Monday, May 12, 2025

25-5-11

Sometimes I take the time to discuss my own photographs. This one....

It's a contrast between the manmade and the natural. That tree is a survivor towering over the built landscape. It's like they forgot to cut it down when razing the hill for a laneway lined with little car houses. 

Despite the towering tree perched upon the hill, the garages have a monumental scale that dominates the frame in the foreground, pushing the limits of the framing of the photograph, and the towering tree is diminished in scale. The biggest things, the tree and the sky, take up the smallest part of the photograph. The banal components of the landscape dominate and are powerful in their ordinariness. 
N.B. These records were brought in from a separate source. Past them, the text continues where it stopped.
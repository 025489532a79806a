//! Noise-driven obstacle trajectory
//!
//! The whole trajectory is generated once before any scene runs so the
//! physical baseline and every prediction run see the same motion, frame
//! for frame.

use std::f32::consts::PI;
use std::fmt;

use rand::Rng;
use serde::{Deserialize, Serialize};

use super::random::{RandomSource, Stream, TileableNoise};
use crate::config::{RunConfig, SceneConfig};
use crate::constants::kinematics::NOISE_OFFSET_RANGE;

/// Inputs of the trajectory generator
#[derive(Debug, Clone, Copy, PartialEq)]
pub struct KinematicsParams {
    /// Nominal rotation limit, in units of π
    pub max_obstacle_rot: f32,
    pub min_src_pos: f32,
    pub max_src_pos: f32,
    pub nscale: f64,
    pub nrepeat: u32,
    /// Multiplier on the per-scene rotation maximum; values above 1 probe
    /// rotations outside the nominal range
    pub rotation_max_scale: f32,
}

impl KinematicsParams {
    pub fn from_config(scene: &SceneConfig, run: &RunConfig) -> Self {
        Self {
            max_obstacle_rot: scene.max_obstacle_rot,
            min_src_pos: scene.min_src_pos,
            max_src_pos: scene.max_src_pos,
            nscale: scene.nscale,
            nrepeat: scene.nrepeat,
            rotation_max_scale: run.obs_rotation_max_scale,
        }
    }
}

/// A kinematic value outside its nominal range
///
/// Collected and reported at the end of the run, never raised.
#[derive(Debug, Clone, PartialEq, Serialize, Deserialize)]
pub enum RangeWarning {
    Rotation { scene: usize, frame: usize, value: f32, limit: f32 },
    Position { scene: usize, frame: usize, value: f32, min: f32, max: f32 },
}

impl fmt::Display for RangeWarning {
    fn fmt(&self, f: &mut fmt::Formatter<'_>) -> fmt::Result {
        match self {
            RangeWarning::Rotation { scene, frame, value, limit } => write!(
                f,
                "rotation {} not in range [{},{}] (scene {}, frame {})",
                value, -limit, limit, scene, frame
            ),
            RangeWarning::Position { scene, frame, value, min, max } => write!(
                f,
                "position {} not in range [{},{}] (scene {}, frame {})",
                value, min, max, scene, frame
            ),
        }
    }
}

/// Normalization ranges of the two control parameters
#[derive(Debug, Clone, Copy, PartialEq)]
pub struct ParamRanges {
    pub min_rot: f32,
    pub max_rot: f32,
    pub min_pos: f32,
    pub max_pos: f32,
}

impl ParamRanges {
    pub fn from_config(scene: &SceneConfig) -> Self {
        Self {
            min_rot: scene.min_obstacle_rot,
            max_rot: scene.max_obstacle_rot,
            min_pos: scene.min_src_pos,
            max_pos: scene.max_src_pos,
        }
    }
}

/// Control parameters of one frame
#[derive(Debug, Clone, Copy, PartialEq, Serialize, Deserialize)]
pub struct ControlParams {
    /// Rotation angle in units of π
    pub rotation: f32,
    /// Source/obstacle x position, normalized to the domain
    pub position: f32,
}

impl ControlParams {
    /// Rotation angle in radians
    pub fn angle(&self) -> f32 {
        self.rotation * PI
    }

    /// Both parameters shifted from their individual ranges to [-1, 1]
    pub fn normalized(&self, ranges: &ParamRanges) -> [f32; 2] {
        [
            (self.rotation - ranges.min_rot) / (ranges.max_rot - ranges.min_rot) * 2.0 - 1.0,
            (self.position - ranges.min_pos) / (ranges.max_pos - ranges.min_pos) * 2.0 - 1.0,
        ]
    }
}

/// Precomputed rotation and position for every (scene, frame)
#[derive(Debug, Clone, PartialEq)]
pub struct Trajectory {
    num_frames: usize,
    rotations: Vec<f32>,
    positions: Vec<f32>,
    rotation_max: Vec<f32>,
}

impl Trajectory {
    /// Generate the trajectory of every scene
    ///
    /// Per scene, each channel gets its own noise permutation and offsets
    /// from its own stream; the rotation maximum is drawn once per scene.
    pub fn generate(
        params: &KinematicsParams,
        num_scenes: usize,
        num_frames: usize,
        random: &RandomSource,
    ) -> (Self, Vec<RangeWarning>) {
        let period = params.nrepeat as f64;
        let mut trajectory = Trajectory {
            num_frames,
            rotations: Vec::with_capacity(num_scenes * num_frames),
            positions: Vec::with_capacity(num_scenes * num_frames),
            rotation_max: Vec::with_capacity(num_scenes),
        };
        let mut warnings = Vec::new();

        for scene in 0..num_scenes {
            let mut rot_rng = random.stream(Stream::Rotation, scene);
            let rot_noise = TileableNoise::seeded(&mut rot_rng, period);
            let rot_fixed = [
                rot_rng.gen_range(0..NOISE_OFFSET_RANGE) as f64 * params.nscale,
                rot_rng.gen_range(0..NOISE_OFFSET_RANGE) as f64 * params.nscale,
            ];
            let rot_max = rot_rng.gen::<f32>() * params.max_obstacle_rot * params.rotation_max_scale;
            trajectory.rotation_max.push(rot_max);

            let mut pos_rng = random.stream(Stream::Position, scene);
            let pos_noise = TileableNoise::seeded(&mut pos_rng, period);
            let pos_fixed = [
                pos_rng.gen_range(0..NOISE_OFFSET_RANGE) as f64 * params.nscale,
                pos_rng.gen_range(0..NOISE_OFFSET_RANGE) as f64 * params.nscale,
            ];

            for frame in 0..num_frames {
                let t = frame as f64 * params.nscale;

                let rotation = rot_noise.sample(t, rot_fixed) as f32 * rot_max;
                if rotation.abs() > params.max_obstacle_rot {
                    warnings.push(RangeWarning::Rotation {
                        scene,
                        frame,
                        value: rotation,
                        limit: params.max_obstacle_rot,
                    });
                }
                trajectory.rotations.push(rotation);

                let s = (pos_noise.sample(t, pos_fixed) + 1.0) * 0.5;
                let position = (params.min_src_pos as f64 * (1.0 - s) + params.max_src_pos as f64 * s) as f32;
                if position > params.max_src_pos || position < params.min_src_pos {
                    warnings.push(RangeWarning::Position {
                        scene,
                        frame,
                        value: position,
                        min: params.min_src_pos,
                        max: params.max_src_pos,
                    });
                }
                trajectory.positions.push(position);
            }
        }

        (trajectory, warnings)
    }

    pub fn num_frames(&self) -> usize {
        self.num_frames
    }

    pub fn num_scenes(&self) -> usize {
        self.rotation_max.len()
    }

    /// Flat index `scene * num_frames + frame`
    pub fn index(&self, scene: usize, frame: usize) -> usize {
        scene * self.num_frames + frame
    }

    pub fn control(&self, scene: usize, frame: usize) -> ControlParams {
        let i = self.index(scene, frame);
        ControlParams {
            rotation: self.rotations[i],
            position: self.positions[i],
        }
    }

    /// Per-scene rotation maximum, in units of π
    pub fn rotation_max(&self, scene: usize) -> f32 {
        self.rotation_max[scene]
    }

    /// Rotations of one scene, in units of π
    pub fn rotations(&self, scene: usize) -> &[f32] {
        let start = self.index(scene, 0);
        &self.rotations[start..start + self.num_frames]
    }

    /// Positions of one scene
    pub fn positions(&self, scene: usize) -> &[f32] {
        let start = self.index(scene, 0);
        &self.positions[start..start + self.num_frames]
    }
}

#[cfg(test)]
mod tests {
    use super::*;

    fn params(scale: f32) -> KinematicsParams {
        KinematicsParams {
            max_obstacle_rot: 0.5,
            min_src_pos: 0.2,
            max_src_pos: 0.8,
            nscale: 0.03,
            nrepeat: 1000,
            rotation_max_scale: scale,
        }
    }

    #[test]
    fn test_same_seed_same_trajectory() {
        let (a, _) = Trajectory::generate(&params(1.0), 3, 40, &RandomSource::new(10));
        let (b, _) = Trajectory::generate(&params(1.0), 3, 40, &RandomSource::new(10));
        assert_eq!(a, b);
        let (c, _) = Trajectory::generate(&params(1.0), 3, 40, &RandomSource::new(11));
        assert_ne!(a.rotations, c.rotations);
    }

    #[test]
    fn test_default_scale_stays_in_range_without_warnings() {
        let (traj, warnings) = Trajectory::generate(&params(1.0), 4, 100, &RandomSource::new(3));
        assert!(warnings.is_empty(), "{:?}", warnings);
        for scene in 0..4 {
            assert!(traj.rotation_max(scene) <= 0.5);
            assert!(traj.rotations(scene).iter().all(|r| r.abs() <= 0.5));
            assert!(traj.positions(scene).iter().all(|p| (0.2..=0.8).contains(p)));
        }
    }

    #[test]
    fn test_large_scale_warns_instead_of_clamping() {
        let p = params(50.0);
        let (traj, warnings) = Trajectory::generate(&p, 4, 200, &RandomSource::new(5));
        let outside = (0..4)
            .flat_map(|s| traj.rotations(s).to_vec())
            .filter(|r| r.abs() > 0.5)
            .count();
        assert!(outside > 0);
        let rotation_warnings = warnings
            .iter()
            .filter(|w| matches!(w, RangeWarning::Rotation { .. }))
            .count();
        assert_eq!(rotation_warnings, outside);
        for scene in 0..4 {
            let bound = 0.5 * 50.0;
            assert!(traj.rotations(scene).iter().all(|r| r.abs() <= bound));
        }
    }

    #[test]
    fn test_normalization_maps_range_ends() {
        let ranges = ParamRanges { min_rot: -0.5, max_rot: 0.5, min_pos: 0.2, max_pos: 0.8 };
        let low = ControlParams { rotation: -0.5, position: 0.2 }.normalized(&ranges);
        let high = ControlParams { rotation: 0.5, position: 0.8 }.normalized(&ranges);
        assert_eq!(low, [-1.0, -1.0]);
        assert!((high[0] - 1.0).abs() < 1e-6 && (high[1] - 1.0).abs() < 1e-6);
    }
}
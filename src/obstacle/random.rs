use std::f64::consts::TAU;

use ::noise::{NoiseFn, Perlin};
use rand::rngs::StdRng;
use rand::{Rng, SeedableRng};

/// Independent random sub-streams
#[derive(Debug, Clone, Copy, PartialEq, Eq)]
pub enum Stream {
    Rotation,
    Position,
}

impl Stream {
    fn tag(&self) -> u64 {
        match self {
            Stream::Rotation => 0x526f_7461_7469_6f6e,
            Stream::Position => 0x506f_7369_7469_6f6e,
        }
    }
}

/// Seed holder handing out one generator per (stream, scene)
///
/// Every draw comes from a generator derived from the run seed, so a
/// stream's values never depend on how many draws another stream made.
#[derive(Debug, Clone, Copy, PartialEq, Eq)]
pub struct RandomSource {
    seed: u64,
}

impl RandomSource {
    pub fn new(seed: u64) -> Self {
        Self { seed }
    }

    pub fn seed(&self) -> u64 {
        self.seed
    }

    /// Generator for one stream of one scene
    pub fn stream(&self, stream: Stream, scene: usize) -> StdRng {
        let stream_seed = self
            .seed
            .wrapping_add(stream.tag())
            .wrapping_mul(73856093)
            .wrapping_add(scene as u64)
            .wrapping_mul(19349663);
        StdRng::seed_from_u64(stream_seed)
    }
}

/// Perlin noise that repeats along the sampled axis
///
/// The sampled coordinate is wrapped onto a circle of circumference
/// `period`, so `sample(t) == sample(t + period)` while the local feature
/// size stays the same as plain Perlin noise.
#[derive(Debug, Clone)]
pub struct TileableNoise {
    perlin: Perlin,
    period: f64,
}

impl TileableNoise {
    pub fn new(seed: u32, period: f64) -> Self {
        Self {
            perlin: Perlin::new(seed),
            period,
        }
    }

    /// Fresh permutation drawn from `rng`
    pub fn seeded(rng: &mut StdRng, period: f64) -> Self {
        Self::new(rng.gen(), period)
    }

    /// Sample at `t` along the looping axis, with two fixed coordinates
    ///
    /// Values are passed through as the generator returns them; callers
    /// report anything outside their nominal range.
    pub fn sample(&self, t: f64, fixed: [f64; 2]) -> f64 {
        let radius = self.period / TAU;
        let angle = TAU * t / self.period;
        self.perlin.get([
            radius * angle.cos(),
            radius * angle.sin(),
            fixed[0],
            fixed[1],
        ])
    }
}

#[cfg(test)]
mod tests {
    use super::*;

    #[test]
    fn test_streams_are_independent_and_repeatable() {
        let source = RandomSource::new(10);
        let a: u64 = source.stream(Stream::Rotation, 0).gen();
        let b: u64 = source.stream(Stream::Rotation, 0).gen();
        let c: u64 = source.stream(Stream::Position, 0).gen();
        let d: u64 = source.stream(Stream::Rotation, 1).gen();
        assert_eq!(a, b);
        assert_ne!(a, c);
        assert_ne!(a, d);
    }

    #[test]
    fn test_noise_tiles_along_sampled_axis() {
        let noise = TileableNoise::new(7, 50.0);
        for t in [0.3, 4.1, 17.9] {
            let a = noise.sample(t, [1.3, 2.7]);
            let b = noise.sample(t + 50.0, [1.3, 2.7]);
            assert!((a - b).abs() < 1e-9);
            assert!((-1.0..=1.0).contains(&a));
        }
    }

    #[test]
    fn test_sample_is_raw_generator_value() {
        let noise = TileableNoise::new(11, 40.0);
        let perlin = Perlin::new(11);
        for t in [0.0, 2.5, 13.75] {
            let radius = 40.0 / TAU;
            let angle = TAU * t / 40.0;
            let raw = perlin.get([radius * angle.cos(), radius * angle.sin(), 0.6, 3.0]);
            assert_eq!(noise.sample(t, [0.6, 3.0]), raw);
        }
    }
}
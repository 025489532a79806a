use rayon::prelude::*;

use super::{should_parallel, FlagGrid, GridDims, MacGrid, RealGrid};

/// Outcome of one pressure solve
#[derive(Debug, Clone, Copy, PartialEq)]
pub struct SolveStats {
    pub iterations: usize,
    /// Max-norm of the final residual
    pub residual: f32,
    pub converged: bool,
    pub unknowns: usize,
}

/// Scratch buffers reused between frames of one scene
#[derive(Debug, Default)]
struct Workspace {
    /// Cell index of every unknown
    cells: Vec<usize>,
    /// Unknown index per cell, `usize::MAX` for non-fluid cells
    slot: Vec<usize>,
    diag: Vec<f32>,
    rhs: Vec<f32>,
    x: Vec<f32>,
    residual: Vec<f32>,
    auxiliary: Vec<f32>,
    search: Vec<f32>,
}

/// Pressure projection by Jacobi-preconditioned conjugate gradient
///
/// Unknowns are the fluid cells. Obstacle neighbors contribute Neumann
/// conditions (their faces keep the imposed obstacle velocity); empty and
/// outflow neighbors are Dirichlet cells with zero pressure.
#[derive(Debug)]
pub struct PressureSolver {
    accuracy: f32,
    max_iterations: usize,
    workspace: Option<Workspace>,
}

impl PressureSolver {
    pub fn new(accuracy: f32, max_iterations: usize) -> Self {
        Self {
            accuracy,
            max_iterations,
            workspace: None,
        }
    }

    /// Drop the scratch buffers
    pub fn release(&mut self) {
        self.workspace = None;
    }

    pub fn has_workspace(&self) -> bool {
        self.workspace.is_some()
    }

    /// Make `vel` divergence free in all fluid cells, writing the pressure used
    pub fn solve(&mut self, flags: &FlagGrid, vel: &mut MacGrid, pressure: &mut RealGrid) -> SolveStats {
        let dims = vel.dims();
        let ws = self.workspace.get_or_insert_with(Workspace::default);
        build_system(ws, flags, vel, dims);

        let unknowns = ws.cells.len();
        pressure.clear();
        if unknowns == 0 {
            return SolveStats { iterations: 0, residual: 0.0, converged: true, unknowns };
        }

        let (iterations, residual) = conjugate_gradient(ws, dims, self.accuracy, self.max_iterations);

        for (k, &idx) in ws.cells.iter().enumerate() {
            pressure.set(idx, ws.x[k]);
        }
        apply_gradient(flags, vel, pressure, dims);

        SolveStats {
            iterations,
            residual,
            converged: residual < self.accuracy,
            unknowns,
        }
    }
}

fn build_system(ws: &mut Workspace, flags: &FlagGrid, vel: &MacGrid, dims: GridDims) {
    ws.cells.clear();
    ws.slot.clear();
    ws.slot.resize(dims.cells(), usize::MAX);
    for idx in 0..dims.cells() {
        if flags.is_fluid(idx) {
            ws.slot[idx] = ws.cells.len();
            ws.cells.push(idx);
        }
    }

    let n = ws.cells.len();
    ws.diag.clear();
    ws.rhs.clear();
    for &idx in &ws.cells {
        let mut diag = 0.0f32;
        let mut divergence = 0.0f32;
        for axis in 0..dims.dim() {
            let upper_face = dims
                .neighbor(idx, axis, true)
                .map(|n| vel.component(n, axis))
                .unwrap_or(0.0);
            divergence += upper_face - vel.component(idx, axis);

            for positive in [false, true] {
                if let Some(nb) = dims.neighbor(idx, axis, positive) {
                    if !flags.is_obstacle(nb) {
                        diag += 1.0;
                    }
                }
            }
        }
        ws.diag.push(diag);
        ws.rhs.push(-divergence);
    }

    for buffer in [&mut ws.x, &mut ws.residual, &mut ws.auxiliary, &mut ws.search] {
        buffer.clear();
        buffer.resize(n, 0.0);
    }
}

/// `out = A * input` for the fluid-cell Laplacian
fn apply_matrix(out: &mut [f32], input: &[f32], ws_cells: &[usize], slot: &[usize], diag: &[f32], dims: GridDims) {
    let row = |k: usize| -> f32 {
        let idx = ws_cells[k];
        let mut sum = diag[k] * input[k];
        for axis in 0..dims.dim() {
            for positive in [false, true] {
                if let Some(nb) = dims.neighbor(idx, axis, positive) {
                    let s = slot[nb];
                    if s != usize::MAX {
                        sum -= input[s];
                    }
                }
            }
        }
        sum
    };

    if should_parallel(out.len()) {
        out.par_iter_mut().enumerate().for_each(|(k, value)| *value = row(k));
    } else {
        for (k, value) in out.iter_mut().enumerate() {
            *value = row(k);
        }
    }
}

fn precondition(dst: &mut [f32], src: &[f32], diag: &[f32]) {
    for ((d, s), a) in dst.iter_mut().zip(src).zip(diag) {
        *d = if *a > 0.0 { s / a } else { *s };
    }
}

fn dot(a: &[f32], b: &[f32]) -> f64 {
    a.iter().zip(b).map(|(x, y)| *x as f64 * *y as f64).sum()
}

fn norm_max(a: &[f32]) -> f32 {
    a.iter().fold(0.0f32, |m, v| m.max(v.abs()))
}

fn conjugate_gradient(
    ws: &mut Workspace,
    dims: GridDims,
    threshold: f32,
    max_iterations: usize,
) -> (usize, f32) {
    ws.x.fill(0.0);

    // early out
    let start = norm_max(&ws.rhs);
    if start < threshold {
        return (0, start);
    }

    ws.residual.copy_from_slice(&ws.rhs);
    precondition(&mut ws.auxiliary, &ws.residual, &ws.diag);
    ws.search.copy_from_slice(&ws.auxiliary);

    let mut sigma = dot(&ws.auxiliary, &ws.residual);
    let mut residual_error = start;

    for i in 0..max_iterations {
        apply_matrix(&mut ws.auxiliary, &ws.search, &ws.cells, &ws.slot, &ws.diag, dims);
        let denom = dot(&ws.auxiliary, &ws.search);
        if denom.abs() < f64::EPSILON {
            return (i, residual_error);
        }
        let alpha = (sigma / denom) as f32;

        for (x, s) in ws.x.iter_mut().zip(&ws.search) {
            *x += alpha * s;
        }
        for (r, a) in ws.residual.iter_mut().zip(&ws.auxiliary) {
            *r -= alpha * a;
        }

        residual_error = norm_max(&ws.residual);
        if residual_error < threshold {
            return (i + 1, residual_error);
        }

        precondition(&mut ws.auxiliary, &ws.residual, &ws.diag);
        let sigma_new = dot(&ws.auxiliary, &ws.residual);
        let beta = (sigma_new / sigma) as f32;
        for (s, a) in ws.search.iter_mut().zip(&ws.auxiliary) {
            *s = a + beta * *s;
        }
        sigma = sigma_new;
    }

    (max_iterations, residual_error)
}

/// Subtract the pressure gradient on every face that is not against a solid
fn apply_gradient(flags: &FlagGrid, vel: &mut MacGrid, pressure: &RealGrid, dims: GridDims) {
    for idx in 0..dims.cells() {
        for axis in 0..dims.dim() {
            let Some(lower) = dims.neighbor(idx, axis, false) else {
                continue;
            };
            if flags.is_obstacle(idx) || flags.is_obstacle(lower) {
                continue;
            }
            if !flags.is_fluid(idx) && !flags.is_fluid(lower) {
                continue;
            }
            let gradient = pressure.get(idx) - pressure.get(lower);
            let v = vel.component(idx, axis) - gradient;
            vel.set_component(idx, axis, v);
        }
    }
}

/// Net outflow of every fluid cell, for diagnostics and tests
pub fn divergence(flags: &FlagGrid, vel: &MacGrid) -> RealGrid {
    let dims = vel.dims();
    let mut div = RealGrid::new(dims);
    for idx in 0..dims.cells() {
        if !flags.is_fluid(idx) {
            continue;
        }
        let mut d = 0.0;
        for axis in 0..dims.dim() {
            let upper = dims
                .neighbor(idx, axis, true)
                .map(|n| vel.component(n, axis))
                .unwrap_or(0.0);
            d += upper - vel.component(idx, axis);
        }
        div.set(idx, d);
    }
    div
}

#[cfg(test)]
mod tests {
    use super::*;
    use crate::config::OpenBoundary;
    use crate::grid::cell;
    use glam::Vec3;

    fn open_top_domain(dims: GridDims) -> FlagGrid {
        let mut flags = FlagGrid::new(dims);
        flags.init_domain(1);
        flags.fill_grid();
        let open = OpenBoundary::parse("Y").unwrap();
        flags.set_open_bound(1, &open, cell::OUTFLOW | cell::EMPTY);
        flags
    }

    #[test]
    fn test_projection_removes_divergence() {
        let dims = GridDims::new(16, 16, 1);
        let flags = open_top_domain(dims);
        let mut vel = MacGrid::new(dims);
        // a jet pushing into the middle of the domain
        for j in 6..10 {
            vel.set(dims.index(8, j, 0), Vec3::new(1.0, 0.0, 0.0));
        }
        let mut pressure = RealGrid::new(dims);
        let mut solver = PressureSolver::new(1e-4, 500);
        let stats = solver.solve(&flags, &mut vel, &mut pressure);
        assert!(stats.converged, "{:?}", stats);
        let div = divergence(&flags, &vel);
        assert!(div.max_abs() < 1e-3, "divergence {}", div.max_abs());
        assert!(pressure.max_abs() > 0.0);
        assert!(solver.has_workspace());
        solver.release();
        assert!(!solver.has_workspace());
    }

    #[test]
    fn test_divergence_free_input_is_untouched() {
        let dims = GridDims::new(8, 8, 8);
        let flags = open_top_domain(dims);
        let mut vel = MacGrid::new(dims);
        let before = vel.clone();
        let mut pressure = RealGrid::new(dims);
        let stats = PressureSolver::new(1e-4, 100).solve(&flags, &mut vel, &mut pressure);
        assert_eq!(stats.iterations, 0);
        assert_eq!(vel, before);
    }
}
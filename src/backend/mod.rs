//! Physics engine boundary
//!
//! `FluidBackend` is every grid operation the field update step issues,
//! one blocking call per sub-step. `GridSolver` is the CPU implementation
//! over an owned `GridState`.

pub mod solver;

pub use solver::GridSolver;

use glam::Vec3;

use crate::config::OpenBoundary;
use crate::error::SimResult;
use crate::grid::{FieldArray, GridDims, SolveStats, Sphere};
use crate::obstacle::{MeshPose, ObstacleMesh, PoseTransition};

/// Grid operations consumed by the field update step and the bridge
pub trait FluidBackend {
    fn dims(&self) -> GridDims;

    /// Frames stepped since the last reset
    fn frame(&self) -> usize;

    /// Zero every field and the clock
    fn reset(&mut self);

    fn apply_source(&mut self, source: &Sphere, value: f32);

    /// Zero obstacle velocity everywhere, then pin the outer `width` ring
    fn reset_obstacle_velocity(&mut self, width: usize);

    /// Zero obstacle velocity in the outer `width` ring only
    fn pin_obstacle_velocity(&mut self, width: usize);

    /// Advect density, then self-advect velocity, both along the current velocity
    fn advect(&mut self, density_order: u8, velocity_order: u8);

    fn reset_outflow(&mut self);

    /// Solid ring of `b_width`, fluid interior, open faces as outflow
    fn init_domain(&mut self, b_width: usize, open: &OpenBoundary);

    fn clear_levelset(&mut self);

    fn compute_obstacle_velocity(&mut self, mesh: &ObstacleMesh, transition: &PoseTransition);

    fn compute_levelset(&mut self, mesh: &ObstacleMesh, pose: &MeshPose);

    /// Mark levelset-occupied cells as obstacle and refill the rest
    fn set_obstacle_flags(&mut self);

    /// Set density to `value` inside the mesh at `pose`
    fn apply_mesh_to_density(&mut self, mesh: &ObstacleMesh, pose: &MeshPose, value: f32);

    fn set_wall_bcs(&mut self);

    fn add_buoyancy(&mut self, gravity: Vec3);

    fn solve_pressure(&mut self) -> SolveStats;

    fn extrapolate_obstacle_velocity(&mut self, distance: usize);

    /// Overwrite velocity inside obstacle cells with the obstacle velocity
    fn copy_obstacle_velocity(&mut self, b_width: usize);

    fn velocity_array(&self) -> FieldArray;

    fn density_array(&self) -> FieldArray;

    fn import_velocity(&mut self, array: &FieldArray) -> SimResult<()>;

    fn import_density(&mut self, array: &FieldArray) -> SimResult<()>;

    /// Advance the clock by one frame
    fn step(&mut self);

    /// Drop transient solver state between scenes
    fn release_transients(&mut self);
}
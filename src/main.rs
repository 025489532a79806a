//! Smoke prediction driver
//!
//! Usage: pred_smoke [config.toml] [key=value ...]
//! Overrides apply to the run section (seed, num_scenes, num_frames,
//! warmup_steps, obs_rotation_max_scale, prediction_type, profile,
//! output_dir, run_name).

use anyhow::{Context, Result};
use smoke_predict::Config;

fn main() -> Result<()> {
    env_logger::Builder::from_env(env_logger::Env::default().default_filter_or("info")).init();

    let mut args = std::env::args().skip(1).peekable();
    let mut config = match args.peek() {
        Some(first) if !first.contains('=') => {
            let path = first.clone();
            args.next();
            Config::load(&path).with_context(|| format!("Failed to load config {}", path))?
        }
        _ => Config::default(),
    };
    for pair in args {
        config
            .apply_override(&pair)
            .with_context(|| format!("Invalid argument '{}'", pair))?;
    }

    let (report, run_dir) = smoke_predict::run(config)?;
    log::info!("[Main] Output in {}", run_dir.display());

    if report.has_warnings() {
        println!("Warnings");
        for warning in &report.warnings {
            println!("\t{}", warning);
        }
        println!("Done with warnings!");
    } else {
        println!("Done");
    }
    Ok(())
}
 This photograph isn't dissimilar to the one above. Though it's inverted somewhat in that nature is represented in the constructed and lends a sense of monument to the house itself. The lion, (Ce n'est pas un lion. - Magritte) frozen, symbolically protects the mansion. It's two steps removed from the real, as in, it's a cheap plaster with faux patina representation of the proper marble Medici lions of the 16th Century. The landscaping and the "wild" lions suggest a pastoral landscape and a strong tie to nature, and yet it's completely subverted by pretend arches and columns, cultivated gardens, and faux wildlife. 

It becomes an ostentatious display of an idea of wealth and permanence while it's really a rainy season or two of no maintenance away from an entropic re-ordering into dust.